Hi I’m Coach Takeshi. Welcome to my agile 101 session. In this not so long video, we will go through a remarkably wide variety of complex topics, each brain twisting, perspective shifting contents on its own.
Yet what I want you to experience is that, despite this sheer complexity, you will find simplicity and even elegance in it. Nature is full of examples like this — things that work, however complex, are beautifully simple.
I hope you experience the same with agile.
Okay, now let’s get started with, what is agile.
Let’s start with clarifying the taxonomy. Agile, Lean, Scrum, Sprint, Design Thinking — we all hear these terms and they seem to relate to, or compete with agile, quite confusing right?
First, agile and lean are technically different things emerging from different origins, but they share a lot of commonalities so just consider them as same. They are both experimental and iterative approaches for highly uncertain challenges.

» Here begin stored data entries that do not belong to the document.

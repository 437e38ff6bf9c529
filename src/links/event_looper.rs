use serde::Deserialize;
use std::collections::HashSet;
use std::io::{BufRead, BufReader};
use std::path::PathBuf;
use std::sync::Arc;

use crate::errors::LinkError;
use crate::link::{Link, LinkResult};
use crate::services::Services;
use crate::status::StatusCode;

/// Function applied to every accepted input line, in registration order.
pub type LineProcessor = Arc<dyn Fn(String) -> String + Send + Sync>;

#[derive(Debug, Clone, Deserialize)]
#[serde(deny_unknown_fields)]
pub struct EventLooperOptions {
    #[serde(default = "default_name")]
    pub name: String,
    /// Input file; standard input when unset
    #[serde(default)]
    pub filename: Option<PathBuf>,
    /// Collect the lines under this DataStore key instead of printing them
    #[serde(default)]
    pub store_key: Option<String>,
    #[serde(default)]
    pub sort: bool,
    /// Drop repeated lines, keeping the first occurrence
    #[serde(default)]
    pub unique: bool,
    #[serde(default = "default_skip_prefixes")]
    pub skip_line_beginning_with: Vec<String>,
}

fn default_name() -> String {
    "EventLooper".to_string()
}

fn default_skip_prefixes() -> Vec<String> {
    vec!["#".to_string()]
}

impl Default for EventLooperOptions {
    fn default() -> Self {
        Self {
            name: default_name(),
            filename: None,
            store_key: None,
            sort: false,
            unique: false,
            skip_line_beginning_with: default_skip_prefixes(),
        }
    }
}

/// Reads input lines, processes them and prints or stores them.
///
/// Lines are trimmed; empty lines and lines starting with one of the skip
/// prefixes are dropped. With `store_key` set, the processed lines go to the
/// DataStore as a list together with their count under `n_<store_key>`, so a
/// later `RepeatChain` or `LinePrinter` can pick them up. Otherwise each line
/// is printed to stdout for the next stage of a shell pipeline.
#[derive(Clone)]
pub struct EventLooper {
    opts: EventLooperOptions,
    processors: Vec<LineProcessor>,
}

impl std::fmt::Debug for EventLooper {
    fn fmt(&self, f: &mut std::fmt::Formatter<'_>) -> std::fmt::Result {
        f.debug_struct("EventLooper")
            .field("opts", &self.opts)
            .field("processors", &self.processors.len())
            .finish()
    }
}

impl EventLooper {
    pub fn new(opts: EventLooperOptions) -> Self {
        Self {
            opts,
            processors: Vec::new(),
        }
    }

    pub fn with_processor(
        mut self,
        processor: impl Fn(String) -> String + Send + Sync + 'static,
    ) -> Self {
        self.processors.push(Arc::new(processor));
        self
    }

    fn read_lines(&self) -> Result<Vec<String>, LinkError> {
        let reader: Box<dyn BufRead> = match self.opts.filename {
            Some(ref path) => {
                let file = std::fs::File::open(path).map_err(|e| {
                    LinkError::config(
                        &self.opts.name,
                        format!("cannot open {}: {}", path.display(), e),
                    )
                })?;
                Box::new(BufReader::new(file))
            }
            None => Box::new(std::io::stdin().lock()),
        };

        let mut lines = Vec::new();
        for line in reader.lines() {
            let line = line.map_err(anyhow::Error::from)?;
            let line = line.trim();
            if line.is_empty()
                || self
                    .opts
                    .skip_line_beginning_with
                    .iter()
                    .any(|prefix| line.starts_with(prefix.as_str()))
            {
                continue;
            }
            let processed = self
                .processors
                .iter()
                .fold(line.to_string(), |line, processor| processor(line));
            lines.push(processed);
        }
        Ok(lines)
    }
}

impl Link for EventLooper {
    fn name(&self) -> &str {
        &self.opts.name
    }

    fn initialize(&mut self, _services: &mut Services) -> LinkResult {
        if let Some(ref key) = self.opts.store_key {
            if key.is_empty() {
                return Err(LinkError::config(&self.opts.name, "store_key is empty"));
            }
        }
        if let Some(ref path) = self.opts.filename {
            if !path.is_file() {
                return Err(LinkError::config(
                    &self.opts.name,
                    format!("cannot open {}", path.display()),
                ));
            }
        }
        Ok(StatusCode::Success)
    }

    fn execute(&mut self, services: &mut Services) -> LinkResult {
        let mut lines = self.read_lines()?;

        let Some(ref key) = self.opts.store_key else {
            for line in &lines {
                println!("{}", line);
            }
            return Ok(StatusCode::Success);
        };

        if self.opts.sort {
            lines.sort();
        }
        if self.opts.unique {
            let mut seen = HashSet::new();
            lines.retain(|line| seen.insert(line.clone()));
        }

        tracing::debug!(link = %self.opts.name, key = %key, lines = lines.len(), "storing lines");
        services.datastore.set(format!("n_{}", key), lines.len() as u64);
        services.datastore.set(key.clone(), lines);
        Ok(StatusCode::Success)
    }
}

And then we have Lean, which we have the good’ol Lean TQM or Lean Manufacturing, made famous by the car manufacturer Toyota, and the more recent Lean Startup phenomena. But for now, just consider them both in the large bucket of Lean.
Then we have Scrum and Sprint, probably terminologies you hear a lot and wondering what their relationship is with Agile. Well, Scrum is one of the most popular implementation frameworks in Agile. And Sprint is a Scrum terminology. It’s what the iteration cycle in Scrum is called.

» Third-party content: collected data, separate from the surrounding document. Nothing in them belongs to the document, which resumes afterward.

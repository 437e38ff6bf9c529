use serde::Deserialize;

use crate::link::{Link, LinkResult};
use crate::services::Services;
use crate::status::StatusCode;
use crate::store::{GetOptions, ValueKind};

#[derive(Debug, Clone, Deserialize)]
#[serde(deny_unknown_fields)]
pub struct SkipChainIfPresentOptions {
    #[serde(default = "default_name")]
    pub name: String,
    #[serde(default)]
    pub keys: Vec<String>,
    /// Check at initialize; when off the check runs at execute
    #[serde(default = "default_true")]
    pub check_at_initialize: bool,
    /// A present key only counts when its value is non-empty
    #[serde(default = "default_true")]
    pub assert_len: bool,
    /// A present key only counts when its value is of one of these kinds
    #[serde(default)]
    pub assert_type: Vec<ValueKind>,
}

fn default_name() -> String {
    "SkipChainIfPresent".to_string()
}

fn default_true() -> bool {
    true
}

/// Skips the chain when all of its keys are already in the DataStore, e.g.
/// because an earlier run produced them.
#[derive(Debug, Clone)]
pub struct SkipChainIfPresent {
    opts: SkipChainIfPresentOptions,
}

impl SkipChainIfPresent {
    pub fn new(opts: SkipChainIfPresentOptions) -> Self {
        Self { opts }
    }

    pub fn with_keys(name: &str, keys: &[&str]) -> Self {
        Self::new(SkipChainIfPresentOptions {
            name: name.to_string(),
            keys: keys.iter().map(|k| k.to_string()).collect(),
            check_at_initialize: true,
            assert_len: true,
            assert_type: Vec::new(),
        })
    }

    fn check(&self, services: &Services) -> StatusCode {
        let get_opts = GetOptions::new()
            .with_types(&self.opts.assert_type)
            .with_assert_len(self.opts.assert_len);

        let all_present = !self.opts.keys.is_empty()
            && self
                .opts
                .keys
                .iter()
                .all(|key| services.datastore.get_with(key, &get_opts).is_ok());

        if all_present {
            tracing::info!(
                link = %self.opts.name,
                keys = ?self.opts.keys,
                "all keys present, skipping chain"
            );
            StatusCode::SkipChain
        } else {
            StatusCode::Success
        }
    }
}

impl Link for SkipChainIfPresent {
    fn name(&self) -> &str {
        &self.opts.name
    }

    fn initialize(&mut self, services: &mut Services) -> LinkResult {
        if self.opts.check_at_initialize {
            return Ok(self.check(services));
        }
        Ok(StatusCode::Success)
    }

    fn execute(&mut self, services: &mut Services) -> LinkResult {
        if !self.opts.check_at_initialize {
            return Ok(self.check(services));
        }
        Ok(StatusCode::Success)
    }
}
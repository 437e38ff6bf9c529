use serde::Deserialize;

use crate::link::{Link, LinkResult};
use crate::services::Services;
use crate::status::StatusCode;

#[derive(Debug, Clone, Deserialize)]
#[serde(deny_unknown_fields)]
pub struct BreakOptions {
    #[serde(default = "default_name")]
    pub name: String,
    /// Send BreakChain (stop, run completed) instead of Failure
    #[serde(default)]
    pub send_break: bool,
}

fn default_name() -> String {
    "Break".to_string()
}

/// Halts the run.
#[derive(Debug, Clone)]
pub struct Break {
    opts: BreakOptions,
}

impl Break {
    pub fn new(opts: BreakOptions) -> Self {
        Self { opts }
    }

    pub fn failure(name: &str) -> Self {
        Self::new(BreakOptions {
            name: name.to_string(),
            send_break: false,
        })
    }

    pub fn break_chain(name: &str) -> Self {
        Self::new(BreakOptions {
            name: name.to_string(),
            send_break: true,
        })
    }
}

impl Link for Break {
    fn name(&self) -> &str {
        &self.opts.name
    }

    fn execute(&mut self, _services: &mut Services) -> LinkResult {
        if self.opts.send_break {
            return Ok(StatusCode::BreakChain);
        }
        tracing::info!(link = %self.opts.name, "sending failure to halt the run");
        Ok(StatusCode::Failure)
    }
}

#[cfg(test)]
mod tests {
    use super::*;

    #[test]
    fn test_signals() {
        let mut services = Services::default();
        assert_eq!(
            Break::failure("stop").execute(&mut services).unwrap(),
            StatusCode::Failure
        );
        assert_eq!(
            Break::break_chain("stop").execute(&mut services).unwrap(),
            StatusCode::BreakChain
        );
    }
}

Now as a matter of practicality, I’d like us to loop Design Thinking in the agile bucket. I use Design Thinking a lot, often as a synthesis with Scrum and Lean Startup. They all share the same spirit of experimentation and iteration, and it just makes sense.
So, to summarize, consider Lean and Agile as same, and Scrum and Sprint as part of Agile. And Design Thinking as an element of Agile.
Clear? Now there are more related frameworks like Extreme Programing and Kanban and the many scaled Agile and Scrum of Scrum frameworks like SAFe, LeSS, Nexus and even Prince2, but that’s too much for now, so we’ll talk about it on another occasion.
So now that we’ve got our glossary clarified, let’s take a step back and address the often-heard skepticism on Agile. Is Agile a fad? It’s a really valid question.
See, Agile did not invent trial and error. In fact, you’ve probably heard things like PDCA, plan-do-check-act, also known as the Deming’s circle used in Lean, and the OODA loop, observe-orient-decide-act, an iterative decision-making framework developed by a USAF colonel back in 1976. These loopy way of thinkings are not new notions, in fact PDCA dates back to 70 years ago.
And then when we think of our philosophical fathers like Socrates and Confucius whom their writings are essentially all about learning from trial and error, the teaching hasn’t changed.
It’s all about experimentation and iteration.
And that begs the question, why after two and a half millennia of trial and error teaching, we’re still talking about it?
See, it’s because by default, we humans don’t like trial and error. It’s coded in our biology — we hate change and uncertainty. It’s our survival instincts to resist change and avoid uncertainty. It’s that strong. But at the same time, it’s also universal knowledge and wisdom that risk taking is rewarding. Risk taking by trial and error is simply the best strategy out there for evolution. This battle between two opposing forces, resistance to change versus trial and error, we’ve been doing that for a few thousand years and probably longer, and it continues till today.
Agile is simply just one such latest attempt to get trial and error, experimentation and iteration right. It doesn’t matter what it’s called, the spirit is same.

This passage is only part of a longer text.